Content starts
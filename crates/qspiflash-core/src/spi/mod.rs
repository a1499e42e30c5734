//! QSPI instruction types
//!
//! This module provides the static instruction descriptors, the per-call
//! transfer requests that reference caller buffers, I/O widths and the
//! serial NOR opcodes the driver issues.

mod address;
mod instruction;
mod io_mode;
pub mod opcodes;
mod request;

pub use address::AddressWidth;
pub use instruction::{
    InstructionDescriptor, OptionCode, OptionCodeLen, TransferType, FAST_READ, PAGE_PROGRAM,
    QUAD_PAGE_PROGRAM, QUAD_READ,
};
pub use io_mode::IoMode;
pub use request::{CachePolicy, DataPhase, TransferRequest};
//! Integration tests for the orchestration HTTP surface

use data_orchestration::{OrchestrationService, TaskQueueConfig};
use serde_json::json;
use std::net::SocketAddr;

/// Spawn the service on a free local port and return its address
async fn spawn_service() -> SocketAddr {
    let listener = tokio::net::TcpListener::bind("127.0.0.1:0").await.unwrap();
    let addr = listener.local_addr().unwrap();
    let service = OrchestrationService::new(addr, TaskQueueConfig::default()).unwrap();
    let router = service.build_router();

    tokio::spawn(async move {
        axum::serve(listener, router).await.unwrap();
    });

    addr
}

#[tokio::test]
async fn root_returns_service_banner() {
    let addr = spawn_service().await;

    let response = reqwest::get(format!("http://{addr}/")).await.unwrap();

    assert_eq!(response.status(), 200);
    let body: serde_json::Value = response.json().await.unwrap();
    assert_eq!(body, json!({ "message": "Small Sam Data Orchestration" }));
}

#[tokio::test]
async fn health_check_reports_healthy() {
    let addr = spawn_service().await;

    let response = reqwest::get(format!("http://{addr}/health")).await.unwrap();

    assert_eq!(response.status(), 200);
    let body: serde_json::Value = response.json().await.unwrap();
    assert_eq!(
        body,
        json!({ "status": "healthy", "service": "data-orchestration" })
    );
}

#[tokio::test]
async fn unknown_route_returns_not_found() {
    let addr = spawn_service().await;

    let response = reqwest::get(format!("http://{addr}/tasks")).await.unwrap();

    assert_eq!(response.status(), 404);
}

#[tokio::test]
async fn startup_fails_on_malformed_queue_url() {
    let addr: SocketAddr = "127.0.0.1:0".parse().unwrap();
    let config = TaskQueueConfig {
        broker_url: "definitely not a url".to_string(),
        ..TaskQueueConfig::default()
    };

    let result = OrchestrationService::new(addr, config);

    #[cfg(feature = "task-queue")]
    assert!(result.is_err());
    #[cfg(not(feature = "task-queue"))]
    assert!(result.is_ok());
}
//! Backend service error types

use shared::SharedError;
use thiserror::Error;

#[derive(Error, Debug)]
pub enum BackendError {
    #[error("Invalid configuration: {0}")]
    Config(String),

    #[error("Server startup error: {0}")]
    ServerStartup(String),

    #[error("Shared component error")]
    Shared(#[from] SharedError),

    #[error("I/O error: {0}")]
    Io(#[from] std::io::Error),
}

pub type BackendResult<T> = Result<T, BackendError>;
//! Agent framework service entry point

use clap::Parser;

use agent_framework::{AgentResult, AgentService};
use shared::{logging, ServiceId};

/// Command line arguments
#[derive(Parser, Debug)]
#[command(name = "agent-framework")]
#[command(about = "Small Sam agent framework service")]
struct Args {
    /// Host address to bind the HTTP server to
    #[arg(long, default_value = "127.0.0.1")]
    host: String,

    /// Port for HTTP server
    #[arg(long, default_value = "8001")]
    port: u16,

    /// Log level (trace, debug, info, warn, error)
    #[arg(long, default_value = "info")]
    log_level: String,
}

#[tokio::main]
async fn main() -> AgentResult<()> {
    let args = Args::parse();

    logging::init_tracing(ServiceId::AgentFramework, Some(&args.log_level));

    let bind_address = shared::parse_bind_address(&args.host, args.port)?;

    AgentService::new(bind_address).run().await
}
Content ends
Content starts
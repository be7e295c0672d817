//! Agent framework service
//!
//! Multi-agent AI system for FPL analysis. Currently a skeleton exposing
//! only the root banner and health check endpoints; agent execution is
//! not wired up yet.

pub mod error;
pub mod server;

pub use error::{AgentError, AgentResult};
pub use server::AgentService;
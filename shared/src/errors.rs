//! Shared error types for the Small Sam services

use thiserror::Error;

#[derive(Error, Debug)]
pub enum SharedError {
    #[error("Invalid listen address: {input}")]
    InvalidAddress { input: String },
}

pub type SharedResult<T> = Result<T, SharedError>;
Content ends
#### Problem to solve:
Search the listing above for the word "SharedError", and copy every line that has it.

#### Solution for this problem:
use shared::SharedError;
    Shared(#[from] SharedError),
pub enum SharedError {
pub type SharedResult<T> = Result<T, SharedError>;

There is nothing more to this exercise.